Pakeha - Column for 11/24

And Then There Was One

I am the last remaining tech writer at my company.

It's an interesting position to be in, a dubious honor.

The last person standing…

Many years and many business models ago, I joined a team that was growing. A year before I was hired, the Technical Documentation Department consisted of a sole writer, an amazing woman with a doctorate in Scandinavian studies with a particular focus in Old Norse and Iceland. Tech writers tend to be a motley lot. Two writers had been hired a few months before me. Another writer, a "senior" writer joined the team at the same time I did. He didn't last long... something about tagging "Arbeit Macht Frei" to the end of an email when our biggest customer was Bayerische Vereinsbank. He tried to explain it as black Irish humor. It felt more like neutron-star-dense stupidity even to me, a lowly larval tech writer.

I was hired in late 1997, before the explosive inflation of the Dot Com Bubble. I remember the recruiter almost apologizing for the interview he arranged. Yes, it was a software company, but they were a little staid because they built software for banks. I didn't much care. I had recently quit a stultifying position at the Stanford Linear Accelerator Center, a contract position with KLA-Tencor, and a sub-contracting position with KLA-Tencor. (There's a story in itself.) With three jobs and going to school to get my certificate in technical writing, I felt rather thinly stretched. I needed to make a change so I did. I quit all three positions and went looking for a job. Some folks told me later that the smart thing to do is get the job and then quit.

Luckily my jump into the void didn't last too long. My first interview was in a beautiful building on the corner of University and High, right in downtown Palo Alto.

Those were heady days. My wife and I found a mobile home in Sunnyvale that we could afford: two bedrooms, two bathrooms, and 800 square feet all for the bargain price of $860 a month, which was easily 50% less than friends were paying for puny apartments with neighbors on five sides and no parking. I rode my bike to work 13 miles every morning, arriving around 7 a.m. It gave me enough time to shower and clean up and be ready for the morning. In the evening, I'd carpool with my wife who worked at Stanford.

Our doc team grew as the bubble expanded. We moved to new, custom digs in Mountain View. My wife and I got a couple of cats and bought a house.

The high water mark of the team was six folks, including the manager, who was promoted out and who offered me her job.

I'd have to say that that has been the apex of my career so far. I managed a team of three writers (one transferred to Product Management, one moved on to greener pastures at BEA, and one senior writer was hired). Our product was going to change the world.

Then, as many suspected it would, the bubble deflated. After four rounds of layoffs, there were two writers left.
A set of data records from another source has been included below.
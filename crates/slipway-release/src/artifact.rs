//! Versioned artifact tree: `<download_dir>/<repository_id>/<version>/...`.
//!
//! Presence on disk is authoritative; empty version directories are garbage
//! collected when listing. Files that sniff as executables get mode 0755.

use std::path::{Path, PathBuf};

use crate::prelude::*;

pub struct ArtifactStorage {
	base_dir: PathBuf,
}

impl ArtifactStorage {
	pub fn new(base_dir: impl Into<PathBuf>) -> Self {
		Self { base_dir: base_dir.into() }
	}

	pub fn version_dir(&self, repository_id: &str, version: &str) -> PathBuf {
		self.base_dir.join(repository_id).join(version)
	}

	fn clean_empty_dirs(&self, repository_id: &str) -> SwResult<()> {
		let repo_dir = self.base_dir.join(repository_id);
		let entries = match std::fs::read_dir(&repo_dir) {
			Ok(entries) => entries,
			Err(err) if err.kind() == std::io::ErrorKind::NotFound => return Ok(()),
			Err(err) => return Err(err.into()),
		};

		for entry in entries {
			let entry = entry?;
			if !entry.file_type()?.is_dir() {
				continue;
			}
			let dir = entry.path();
			if std::fs::read_dir(&dir)?.next().is_none() {
				if let Err(err) = std::fs::remove_dir(&dir) {
					warn!("failed to remove empty artifact dir {:?}: {}", dir, err);
				}
			}
		}
		Ok(())
	}

	/// Versions with a non-empty artifact directory for the repository.
	pub fn versions(&self, repository_id: &str) -> SwResult<Vec<semver::Version>> {
		if let Err(err) = self.clean_empty_dirs(repository_id) {
			warn!("failed to clean empty artifact directories: {}", err);
		}

		let repo_dir = self.base_dir.join(repository_id);
		let entries = match std::fs::read_dir(&repo_dir) {
			Ok(entries) => entries,
			Err(err) if err.kind() == std::io::ErrorKind::NotFound => return Ok(vec![]),
			Err(err) => return Err(err.into()),
		};

		let mut versions = Vec::new();
		for entry in entries {
			let entry = entry?;
			if !entry.file_type()?.is_dir() {
				continue;
			}
			let name = entry.file_name().to_string_lossy().into_owned();
			match semver::Version::parse(&name) {
				Ok(version) => versions.push(version),
				Err(err) => warn!("invalid version directory {}: {}", name, err),
			}
		}
		Ok(versions)
	}

	pub fn has_version(&self, repository_id: &str, version: &str) -> bool {
		std::fs::read_dir(self.version_dir(repository_id, version))
			.map(|mut entries| entries.next().is_some())
			.unwrap_or(false)
	}

	/// Copies one extracted file into place and marks it executable when its
	/// content sniffs as a binary.
	pub fn save(&self, relative_path: &Path, source: &Path) -> SwResult<PathBuf> {
		let target = self.base_dir.join(relative_path);
		if let Some(parent) = target.parent() {
			std::fs::create_dir_all(parent)?;
		}
		std::fs::copy(source, &target)?;

		if is_executable(&target)? {
			set_executable(&target)?;
		}
		Ok(target)
	}
}

/// Sniffs the file head. Known executable formats and unrecognized
/// octet-stream content both count; recognized non-executable formats
/// (archives, text with a known signature, images) do not.
fn is_executable(path: &Path) -> SwResult<bool> {
	use std::io::Read;

	let mut head = [0u8; 1024];
	let mut file = std::fs::File::open(path)?;
	let n = file.read(&mut head)?;

	Ok(match infer::get(&head[..n]) {
		Some(kind) => {
			if cfg!(windows) {
				kind.mime_type() == "application/vnd.microsoft.portable-executable"
			} else {
				matches!(
					kind.mime_type(),
					"application/x-executable" | "application/x-sharedlib"
				)
			}
		}
		// No known signature: treated as octet-stream, like the upstream
		// release binaries that ship without a recognizable container
		None => !cfg!(windows),
	})
}

#[cfg(unix)]
fn set_executable(path: &Path) -> SwResult<()> {
	use std::os::unix::fs::PermissionsExt;
	std::fs::set_permissions(path, std::fs::Permissions::from_mode(0o755))?;
	Ok(())
}

#[cfg(not(unix))]
fn set_executable(_path: &Path) -> SwResult<()> {
	Ok(())
}


// vim: ts=4
use clap::{Parser, Subcommand};
use std::path::PathBuf;

use slipway::prelude::*;
use store_adapter_sqlite::StoreAdapterSqlite;

#[derive(Parser)]
#[command(name = "slipway", about = "Multi-tenant application launcher and ingress gateway")]
struct Cli {
	/// Path to the YAML configuration file
	#[arg(short = 'c', long = "config")]
	config: Option<PathBuf>,

	#[command(subcommand)]
	command: Option<Command>,
}

#[derive(Subcommand)]
enum Command {
	/// Upgrade the database schema to the latest version
	Upgrade,
	/// Downgrade the database schema by one version
	Downgrade,
	/// Print an example configuration file
	GenConfig,
	/// Print build metadata
	Version,
}

async fn open_adapter(config: &slipway::Configs) -> SwResult<StoreAdapterSqlite> {
	tokio::fs::create_dir_all(config.data_dir()).await?;
	StoreAdapterSqlite::new(config.data_dir().join("slipway.db")).await
}

async fn execute(cli: Cli) -> SwResult<()> {
	match cli.command {
		Some(Command::GenConfig) => {
			print!("{}", slipway::config::EXAMPLE);
			Ok(())
		}
		Some(Command::Version) => {
			println!("slipway {}", slipway::VERSION);
			Ok(())
		}
		Some(Command::Upgrade) => {
			let config = slipway::config::load(cli.config.as_deref())?;
			let applied = open_adapter(&config).await?.migrate_up().await?;
			if applied.is_empty() {
				info!("no new migrations to apply");
			}
			for name in applied {
				info!("migration applied: {}", name);
			}
			Ok(())
		}
		Some(Command::Downgrade) => {
			let config = slipway::config::load(cli.config.as_deref())?;
			match open_adapter(&config).await?.migrate_down().await? {
				Some(name) => info!("migration reverted: {}", name),
				None => info!("no migration to revert"),
			}
			Ok(())
		}
		None => {
			let config = slipway::config::load(cli.config.as_deref())?;
			slipway::run(config).await
		}
	}
}

#[tokio::main]
async fn main() {
	tracing_subscriber::fmt()
		.with_env_filter(tracing_subscriber::EnvFilter::from_default_env())
		.with_target(false)
		.init();

	let cli = Cli::parse();
	if let Err(err) = execute(cli).await {
		error!("{}", err);
		std::process::exit(1);
	}
}

// vim: ts=4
We had both been hired in '97 as junior writers. We both had grown in skill and ability under the skillful tutelage of our manager. More importantly, we had worked side by side with a common purpose for five long years.

Now I feel like Mac in Predator. He and the governor of Minnesota walked into a firefight. Out of an entire platoon, only two survived. They walked out without a scratch. Bullets might not have wounded them, but the trauma they shared left scars unseen. Now I'm the one sitting in the moonlight, contemplating the smoking corpse of the only remaining tech writer and carrying on a pseudo-psychotic dialog. I wonder when I'm going to be targeted for elimination, those three little laser dots glowing on my forehead.

In the meantime, I continue to hump and sweat and feel a little rush of relief with every paycheck that clears.